Nothing but the records, repeated exactly, should form the response.
########
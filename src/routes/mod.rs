//! # API 라우트 설정 모듈
//!
//! RESTful API 엔드포인트들을 리소스별로 그룹화하여 제공합니다.
//!
//! # Auth Middleware Usage
//!
//! 같은 프리픽스 아래에서 접근 레벨이 다른 라우트는 스코프를 분리해서
//! 미들웨어를 적용합니다. 프리픽스가 같은 스코프가 여러 개 있으면
//! 등록 순서대로 매칭을 시도합니다:
//!
//! ```rust,ignore
//! cfg.service(
//!     web::scope("/api/v1/tours")
//!         .service(handlers::tours::get_all_tours)     // public
//!         .service(
//!             web::scope("")
//!                 .wrap(AuthMiddleware::restrict_to(vec!["admin", "lead-guide"]))
//!                 .service(handlers::tours::create_tour),
//!         ),
//! );
//! ```
//!
//! # Route Map
//!
//! - `/api/v1/tours` - 투어 CRUD, 통계, 지리 질의, 중첩 리뷰
//! - `/api/v1/users` - 인증 플로우, 내 프로필, 관리자 CRUD
//! - `/api/v1/reviews` - 리뷰 CRUD
//! - `/api/v1/bookings` - 결제 세션, 관리자 CRUD
//! - `/webhook-checkout` - 결제 완료 콜백 (인증 없음)
//! - `/health` - 헬스체크

use actix_web::web;
use serde_json::json;

use crate::handlers;
use crate::middlewares::AuthMiddleware;

/// 모든 라우트를 설정합니다
///
/// # Examples
///
/// ```rust,ignore
/// use actix_web::{web, App};
///
/// let app = App::new().configure(configure_all_routes);
/// ```
pub fn configure_all_routes(cfg: &mut web::ServiceConfig) {
    // Health check endpoint
    cfg.service(health_check);

    // 결제 완료 웹훅 (프로바이더 호출, API 프리픽스 밖)
    cfg.service(handlers::bookings::webhook_checkout);

    // Feature-specific routes
    configure_tour_routes(cfg);
    configure_user_routes(cfg);
    configure_review_routes(cfg);
    configure_booking_routes(cfg);
}

/// 투어 관련 라우트를 설정합니다
///
/// 별칭/통계/지리 라우트는 `/{tour_id}` 패턴보다 먼저 등록해야 합니다.
fn configure_tour_routes(cfg: &mut web::ServiceConfig) {
    cfg.service(
        web::scope("/api/v1/tours")
            // 별칭/통계 라우트
            .service(handlers::tours::top_5_cheap)
            .service(handlers::tours::tour_stats)
            .service(
                web::scope("/monthly-plan")
                    .wrap(AuthMiddleware::restrict_to(vec![
                        "admin",
                        "lead-guide",
                        "guide",
                    ]))
                    .service(handlers::tours::monthly_plan),
            )
            // 지리 질의 라우트
            .service(handlers::tours::tours_within)
            .service(handlers::tours::distances)
            // 중첩 리뷰 라우트: /api/v1/tours/{tour_id}/reviews
            .service(
                web::scope("/{tour_id}/reviews")
                    .service(handlers::reviews::get_tour_reviews)
                    .service(
                        web::scope("")
                            .wrap(AuthMiddleware::restrict_to(vec!["user"]))
                            .service(handlers::reviews::create_tour_review),
                    ),
            )
            // Public 조회
            .service(handlers::tours::get_all_tours)
            .service(handlers::tours::get_tour)
            // 쓰기 라우트 (admin, lead-guide)
            .service(
                web::scope("")
                    .wrap(AuthMiddleware::restrict_to(vec!["admin", "lead-guide"]))
                    .service(handlers::tours::create_tour)
                    .service(handlers::tours::update_tour)
                    .service(handlers::tours::delete_tour),
            ),
    );
}

/// 사용자 관련 라우트를 설정합니다
///
/// 인증 플로우는 public, 내 프로필은 protect, 계정 관리는 admin 전용입니다.
fn configure_user_routes(cfg: &mut web::ServiceConfig) {
    cfg.service(
        web::scope("/api/v1/users")
            // 인증 플로우 (public)
            .service(handlers::auth::signup)
            .service(handlers::auth::login)
            .service(handlers::auth::logout)
            .service(handlers::auth::forgot_password)
            .service(handlers::auth::reset_password)
            // 내 계정 (protect). 스코프는 prefix 매칭 후 되돌아오지 않으므로
            // 계정 관리 스코프를 이 안에 중첩한다.
            .service(
                web::scope("")
                    .wrap(AuthMiddleware::required())
                    .service(handlers::auth::update_my_password)
                    .service(handlers::users::get_me)
                    .service(handlers::users::update_me)
                    .service(handlers::users::delete_me)
                    // 계정 관리 (admin)
                    .service(
                        web::scope("")
                            .wrap(AuthMiddleware::restrict_to(vec!["admin"]))
                            .service(handlers::users::get_all_users)
                            .service(handlers::users::create_user)
                            .service(handlers::users::get_user)
                            .service(handlers::users::update_user)
                            .service(handlers::users::delete_user),
                    ),
            ),
    );
}

/// 리뷰 관련 라우트를 설정합니다
fn configure_review_routes(cfg: &mut web::ServiceConfig) {
    cfg.service(
        web::scope("/api/v1/reviews")
            // Public 조회
            .service(handlers::reviews::get_all_reviews)
            .service(handlers::reviews::get_review)
            // 쓰기 라우트. 수정/삭제의 작성자 본인 검사는 서비스 계층에서.
            .service(
                web::scope("")
                    .wrap(AuthMiddleware::restrict_to(vec!["user", "admin"]))
                    .service(handlers::reviews::update_review)
                    .service(handlers::reviews::delete_review)
                    // 작성은 user 역할만
                    .service(
                        web::scope("")
                            .wrap(AuthMiddleware::restrict_to(vec!["user"]))
                            .service(handlers::reviews::create_review),
                    ),
            ),
    );
}

/// 예약 관련 라우트를 설정합니다
fn configure_booking_routes(cfg: &mut web::ServiceConfig) {
    cfg.service(
        web::scope("/api/v1/bookings")
            // 결제 세션 발급 (로그인 사용자)
            .service(
                web::scope("/checkout-session")
                    .wrap(AuthMiddleware::required())
                    .service(handlers::bookings::get_checkout_session),
            )
            // 예약 관리 (admin, lead-guide)
            .service(
                web::scope("")
                    .wrap(AuthMiddleware::restrict_to(vec!["admin", "lead-guide"]))
                    .service(handlers::bookings::get_all_bookings)
                    .service(handlers::bookings::create_booking)
                    .service(handlers::bookings::get_booking)
                    .service(handlers::bookings::update_booking)
                    .service(handlers::bookings::delete_booking),
            ),
    );
}

/// 서비스 상태를 확인하는 헬스체크 엔드포인트
///
/// 로드밸런서나 모니터링 시스템에서 서비스 상태를 확인하는 데 사용됩니다.
///
/// # Examples
///
/// ```bash
/// curl http://localhost:8080/health
/// ```
#[actix_web::get("/health")]
async fn health_check() -> actix_web::HttpResponse {
    actix_web::HttpResponse::Ok().json(json!({
        "status": "healthy",
        "service": "tour_booking_backend",
        "version": env!("CARGO_PKG_VERSION"),
        "timestamp": chrono::Utc::now().to_rfc3339(),
        "features": {
            "database": "MongoDB",
            "cache": "Redis",
            "dependency_injection": "Singleton Macro"
        }
    }))
}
########
#### [Exercise output]
filename src/routes/mod.rs
//! # API 라우트 설정 모듈
//!
//! RESTful API 엔드포인트들을 리소스별로 그룹화하여 제공합니다.
//!
//! # Auth Middleware Usage
//!
//! 같은 프리픽스 아래에서 접근 레벨이 다른 라우트는 스코프를 분리해서
//! 미들웨어를 적용합니다. 프리픽스가 같은 스코프가 여러 개 있으면
//! 등록 순서대로 매칭을 시도합니다:
//!
//! ```rust,ignore
//! cfg.service(
//!     web::scope("/api/v1/tours")
//!         .service(handlers::tours::get_all_tours)     // public
//!         .service(
//!             web::scope("")
//!                 .wrap(AuthMiddleware::restrict_to(vec!["admin", "lead-guide"]))
//!                 .service(handlers::tours::create_tour),
//!         ),
//! );
//! ```
//!
//! # Route Map
//!
//! - `/api/v1/tours` - 투어 CRUD, 통계, 지리 질의, 중첩 리뷰
//! - `/api/v1/users` - 인증 플로우, 내 프로필, 관리자 CRUD
//! - `/api/v1/reviews` - 리뷰 CRUD
//! - `/api/v1/bookings` - 결제 세션, 관리자 CRUD
//! - `/webhook-checkout` - 결제 완료 콜백 (인증 없음)
//! - `/health` - 헬스체크

use actix_web::web;
use serde_json::json;

use crate::handlers;
use crate::middlewares::AuthMiddleware;

/// 모든 라우트를 설정합니다
///
/// # Examples
///
/// ```rust,ignore
/// use actix_web::{web, App};
///
/// let app = App::new().configure(configure_all_routes);
/// ```
pub fn configure_all_routes(cfg: &mut web::ServiceConfig) {
    // Health check endpoint
    cfg.service(health_check);

    // 결제 완료 웹훅 (프로바이더 호출, API 프리픽스 밖)
    cfg.service(handlers::bookings::webhook_checkout);

    // Feature-specific routes
    configure_tour_routes(cfg);
    configure_user_routes(cfg);
    configure_review_routes(cfg);
    configure_booking_routes(cfg);
}

/// 투어 관련 라우트를 설정합니다
///
/// 별칭/통계/지리 라우트는 `/{tour_id}` 패턴보다 먼저 등록해야 합니다.
fn configure_tour_routes(cfg: &mut web::ServiceConfig) {
    cfg.service(
        web::scope("/api/v1/tours")
            // 별칭/통계 라우트
            .service(handlers::tours::top_5_cheap)
            .service(handlers::tours::tour_stats)
            .service(
                web::scope("/monthly-plan")
                    .wrap(AuthMiddleware::restrict_to(vec![
                        "admin",
                        "lead-guide",
                        "guide",
                    ]))
                    .service(handlers::tours::monthly_plan),
            )
            // 지리 질의 라우트
            .service(handlers::tours::tours_within)
            .service(handlers::tours::distances)
            // 중첩 리뷰 라우트: /api/v1/tours/{tour_id}/reviews
            .service(
                web::scope("/{tour_id}/reviews")
                    .service(handlers::reviews::get_tour_reviews)
                    .service(
                        web::scope("")
                            .wrap(AuthMiddleware::restrict_to(vec!["user"]))
                            .service(handlers::reviews::create_tour_review),
                    ),
            )
            // Public 조회
            .service(handlers::tours::get_all_tours)
            .service(handlers::tours::get_tour)
            // 쓰기 라우트 (admin, lead-guide)
            .service(
                web::scope("")
                    .wrap(AuthMiddleware::restrict_to(vec!["admin", "lead-guide"]))
                    .service(handlers::tours::create_tour)
                    .service(handlers::tours::update_tour)
                    .service(handlers::tours::delete_tour),
            ),
    );
}

/// 사용자 관련 라우트를 설정합니다
///
/// 인증 플로우는 public, 내 프로필은 protect, 계정 관리는 admin 전용입니다.
fn configure_user_routes(cfg: &mut web::ServiceConfig) {
    cfg.service(
        web::scope("/api/v1/users")
            // 인증 플로우 (public)
            .service(handlers::auth::signup)
            .service(handlers::auth::login)
            .service(handlers::auth::logout)
            .service(handlers::auth::forgot_password)
            .service(handlers::auth::reset_password)
            // 내 계정 (protect). 스코프는 prefix 매칭 후 되돌아오지 않으므로
            // 계정 관리 스코프를 이 안에 중첩한다.
            .service(
                web::scope("")
                    .wrap(AuthMiddleware::required())
                    .service(handlers::auth::update_my_password)
                    .service(handlers::users::get_me)
                    .service(handlers::users::update_me)
                    .service(handlers::users::delete_me)
                    // 계정 관리 (admin)
                    .service(
                        web::scope("")
                            .wrap(AuthMiddleware::restrict_to(vec!["admin"]))
                            .service(handlers::users::get_all_users)
                            .service(handlers::users::create_user)
                            .service(handlers::users::get_user)
                            .service(handlers::users::update_user)
                            .service(handlers::users::delete_user),
                    ),
            ),
    );
}

/// 리뷰 관련 라우트를 설정합니다
fn configure_review_routes(cfg: &mut web::ServiceConfig) {
    cfg.service(
        web::scope("/api/v1/reviews")
            // Public 조회
            .service(handlers::reviews::get_all_reviews)
            .service(handlers::reviews::get_review)
            // 쓰기 라우트. 수정/삭제의 작성자 본인 검사는 서비스 계층에서.
            .service(
                web::scope("")
                    .wrap(AuthMiddleware::restrict_to(vec!["user", "admin"]))
                    .service(handlers::reviews::update_review)
                    .service(handlers::reviews::delete_review)
                    // 작성은 user 역할만
                    .service(
                        web::scope("")
                            .wrap(AuthMiddleware::restrict_to(vec!["user"]))
                            .service(handlers::reviews::create_review),
                    ),
            ),
    );
}

/// 예약 관련 라우트를 설정합니다
fn configure_booking_routes(cfg: &mut web::ServiceConfig) {
    cfg.service(
        web::scope("/api/v1/bookings")
            // 결제 세션 발급 (로그인 사용자)
            .service(
                web::scope("/checkout-session")
                    .wrap(AuthMiddleware::required())
                    .service(handlers::bookings::get_checkout_session),
            )
            // 예약 관리 (admin, lead-guide)
            .service(
                web::scope("")
                    .wrap(AuthMiddleware::restrict_to(vec!["admin", "lead-guide"]))
                    .service(handlers::bookings::get_all_bookings)
                    .service(handlers::bookings::create_booking)
                    .service(handlers::bookings::get_booking)
                    .service(handlers::bookings::update_booking)
                    .service(handlers::bookings::delete_booking),
            ),
    );
}

/// 서비스 상태를 확인하는 헬스체크 엔드포인트
///
/// 로드밸런서나 모니터링 시스템에서 서비스 상태를 확인하는 데 사용됩니다.
///
/// # Examples
///
/// ```bash
/// curl http://localhost:8080/health
/// ```
#[actix_web::get("/health")]
async fn health_check() -> actix_web::HttpResponse {
    actix_web::HttpResponse::Ok().json(json!({
        "status": "healthy",
        "service": "tour_booking_backend",
        "version": env!("CARGO_PKG_VERSION"),
        "timestamp": chrono::Utc::now().to_rfc3339(),
        "features": {
            "database": "MongoDB",
            "cache": "Redis",
            "dependency_injection": "Singleton Macro"
        }
    }))
}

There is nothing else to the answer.